One of the saddest things I sometimes witness is an older couple with their grown child, who because of a mental impairment, still requires constant supervision. Although an adult, he yet has many of the attributes and limited intelligence of a child. Such a one is not to blame, but deserves our consideration and compassion. The problem the Hebrew writer is exposing in chapter five is a self-inflicted spiritual retardation. Some who should be full grown by now are yet no more able than a babe in the faith.
“For though by this time you ought to be teachers, you need some one to teach you again the first principles of the oracles of God; and you have come to need milk and not solid food. For everyone who partakes only of milk is unskilled in the word of righteousness, for he is a babe. But solid food belongs to those who are of full age, that is, those who by reason of use have their senses exercised to discern both good and evil” (Heb. 5:12-14).The elementary principles of our faith (listed in chapter 6:1-2) form the milk of the word which is the diet of babes in Christ. Many pulpits are adulterating this milk with junk food, empty spiritual calories, in the form of sermons short on scripture and long on anecdotes, grin inducing jokes and tear jerking tales. Whereas spiritual infancy should be a limited period, many never progress beyond it. They look like full grown Christians but would stumble and fumble if challenged to defend their “beliefs” (1 Peter 3:15).
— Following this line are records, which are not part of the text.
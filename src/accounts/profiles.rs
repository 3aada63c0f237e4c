//! Profile store: one profile document per identity

use sqlx::{SqliteConnection, SqlitePool};
use std::collections::HashMap;
use tracing::info;

use super::models::{ManagedUser, NewMember, Profile, Role, RoleAssignment, UpdateProfileRequest};
use super::validators::ProfileValidator;
use crate::common::{clean_optional, now_rfc3339, ApiError, Validator};

const PROFILE_COLUMNS: &str = "id, email, display_name, photo_url, created_at, updated_at";

#[derive(Clone)]
pub struct ProfileService {
    db: SqlitePool,
}

impl ProfileService {
    pub fn new(db: SqlitePool) -> Self {
        Self { db }
    }

    pub async fn get_profile(&self, user_id: &str) -> Result<Option<Profile>, ApiError> {
        let profile = sqlx::query_as::<_, Profile>(&format!(
            "SELECT {} FROM users WHERE id = ?",
            PROFILE_COLUMNS
        ))
        .bind(user_id)
        .fetch_optional(&self.db)
        .await?;

        Ok(profile)
    }

    pub async fn require_profile(&self, user_id: &str) -> Result<Profile, ApiError> {
        self.get_profile(user_id)
            .await?
            .ok_or_else(|| ApiError::NotFound("User profile not found".to_string()))
    }

    /// Every profile with its effective role, newest first
    pub async fn list_users(&self) -> Result<Vec<ManagedUser>, ApiError> {
        let profiles = sqlx::query_as::<_, Profile>(&format!(
            "SELECT {} FROM users ORDER BY created_at DESC",
            PROFILE_COLUMNS
        ))
        .fetch_all(&self.db)
        .await?;

        let roles: HashMap<String, Role> = sqlx::query_as::<_, RoleAssignment>(
            "SELECT user_id, role, assigned_by, assigned_at FROM user_roles",
        )
        .fetch_all(&self.db)
        .await?
        .into_iter()
        .map(|a| (a.user_id, a.role))
        .collect();

        Ok(profiles
            .into_iter()
            .map(|profile| {
                let role = roles.get(&profile.id).copied().unwrap_or(Role::User);
                ManagedUser {
                    profile,
                    role,
                    is_admin: role.is_admin(),
                }
            })
            .collect())
    }

    /// Patches display name and photo; absent fields are left untouched,
    /// blank strings clear them
    pub async fn update_profile(
        &self,
        user_id: &str,
        request: UpdateProfileRequest,
    ) -> Result<Profile, ApiError> {
        ProfileValidator.validate(&request).into_result()?;
        let existing = self.require_profile(user_id).await?;

        let display_name = match request.display_name {
            Some(name) => clean_optional(Some(name)),
            None => existing.display_name,
        };
        let photo_url = match request.photo_url {
            Some(url) => clean_optional(Some(url)),
            None => existing.photo_url,
        };

        sqlx::query("UPDATE users SET display_name = ?, photo_url = ?, updated_at = ? WHERE id = ?")
            .bind(&display_name)
            .bind(&photo_url)
            .bind(now_rfc3339())
            .bind(user_id)
            .execute(&self.db)
            .await?;

        info!(user_id = %user_id, "Profile updated");

        self.require_profile(user_id).await
    }
}

pub(crate) async fn profile_exists(
    conn: &mut SqliteConnection,
    user_id: &str,
) -> Result<bool, sqlx::Error> {
    let count = sqlx::query_scalar::<_, i64>("SELECT COUNT(*) FROM users WHERE id = ?")
        .bind(user_id)
        .fetch_one(&mut *conn)
        .await?;
    Ok(count > 0)
}

/// Inserts the profile unless one exists. Returns whether a row was written.
pub(crate) async fn insert_profile_if_absent(
    conn: &mut SqliteConnection,
    member: &NewMember,
) -> Result<bool, sqlx::Error> {
    let now = now_rfc3339();
    let result = sqlx::query(
        r#"
        INSERT INTO users (id, email, display_name, photo_url, created_at, updated_at)
        VALUES (?, ?, ?, ?, ?, ?)
        ON CONFLICT(id) DO NOTHING
        "#,
    )
    .bind(&member.user_id)
    .bind(&member.email)
    .bind(&member.display_name)
    .bind(&member.photo_url)
    .bind(&now)
    .bind(&now)
    .execute(&mut *conn)
    .await?;
    Ok(result.rows_affected() == 1)
}

pub(crate) async fn delete_profile(
    conn: &mut SqliteConnection,
    user_id: &str,
) -> Result<u64, sqlx::Error> {
    let result = sqlx::query("DELETE FROM users WHERE id = ?")
        .bind(user_id)
        .execute(&mut *conn)
        .await?;
    Ok(result.rows_affected())
}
The key to progressing beyond the milk of the word to solid food lies in grasping the scriptures and applying them. I have a friend who can apply a paint brush to a piece of canvas and produce something beautiful and precise. If I pick up the same brush, I simply make a mess. Not only do I lack the knowledge of his craft, but any experience in it as well.
As exercise builds bodily muscles, so the exercises of a sanctified conscience against temptation builds spiritual might (1 Tim. 4:8, Eph. 6:10). Sometimes dullness of hearing is best expressed when men are hearers but not doers of the word (James 1:21-25). They are “always learning and never able to come to the knowledge of the truth” (2 Tim. 3:7), being led away by various lusts, against which they are practically defenseless due to their ignorance.
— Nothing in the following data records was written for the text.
use axum::{
    extract::{Extension, Path, Query},
    http::StatusCode,
    response::IntoResponse,
    Json,
};

use super::models::{ContactMessage, InboxQuery, MarkReadRequest, SubmitMessageRequest, UnreadCountResponse};
use super::services::ContactMessageService;
use crate::accounts::models::MessageResponse;
use crate::auth::AdminSession;
use crate::common::{ApiError, SharedState};

/// POST /api/contact - public contact form
pub async fn submit_message(
    Extension(state): Extension<SharedState>,
    Json(request): Json<SubmitMessageRequest>,
) -> Result<impl IntoResponse, ApiError> {
    let app_state = state.read().await.clone();
    ContactMessageService::new(app_state.db.clone())
        .submit(request)
        .await?;

    Ok((
        StatusCode::CREATED,
        Json(MessageResponse {
            success: true,
            message: "Thank you! Your message has been sent.".to_string(),
        }),
    ))
}

/// GET /api/admin/messages?unread=true
pub async fn list_messages(
    Extension(state): Extension<SharedState>,
    AdminSession(_admin): AdminSession,
    Query(query): Query<InboxQuery>,
) -> Result<Json<Vec<ContactMessage>>, ApiError> {
    let app_state = state.read().await.clone();
    let messages = ContactMessageService::new(app_state.db.clone())
        .list(query.unread)
        .await?;
    Ok(Json(messages))
}

/// GET /api/admin/messages/unread/count
pub async fn unread_count(
    Extension(state): Extension<SharedState>,
    AdminSession(_admin): AdminSession,
) -> Result<Json<UnreadCountResponse>, ApiError> {
    let app_state = state.read().await.clone();
    let count = ContactMessageService::new(app_state.db.clone())
        .unread_count()
        .await?;
    Ok(Json(UnreadCountResponse { count }))
}

/// PUT /api/admin/messages/:id/read
pub async fn mark_read(
    Extension(state): Extension<SharedState>,
    AdminSession(_admin): AdminSession,
    Path(message_id): Path<String>,
    Json(request): Json<MarkReadRequest>,
) -> Result<Json<ContactMessage>, ApiError> {
    let app_state = state.read().await.clone();
    let message = ContactMessageService::new(app_state.db.clone())
        .set_read(&message_id, request.is_read)
        .await?;
    Ok(Json(message))
}

/// DELETE /api/admin/messages/:id
pub async fn delete_message(
    Extension(state): Extension<SharedState>,
    AdminSession(_admin): AdminSession,
    Path(message_id): Path<String>,
) -> Result<Json<MessageResponse>, ApiError> {
    let app_state = state.read().await.clone();
    ContactMessageService::new(app_state.db.clone())
        .delete(&message_id)
        .await?;
    Ok(Json(MessageResponse {
        success: true,
        message: "Message deleted successfully".to_string(),
    }))
}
As the twentieth century slips into the shadows of history, the church of Jesus Christ is challenged to be more than the artificial churches around her. Rather than reflect a dumbed-down theology, she must restore her attention to the finer and deeper details of God’s blessed word. Christians must demand the whole counsel of God be preached and evangelists must refuse to provide anything less even when threatened with unpopularity or unemployment (Acts 20:27, 2 Tim. 4:1-5).
Lord willing, in the coming months, this column will mine the scriptures and seek to bring some of those “things hard to explain” into better focus. Only through challenging our minds and souls will we grow. If we fail to progress, we will regress or digress.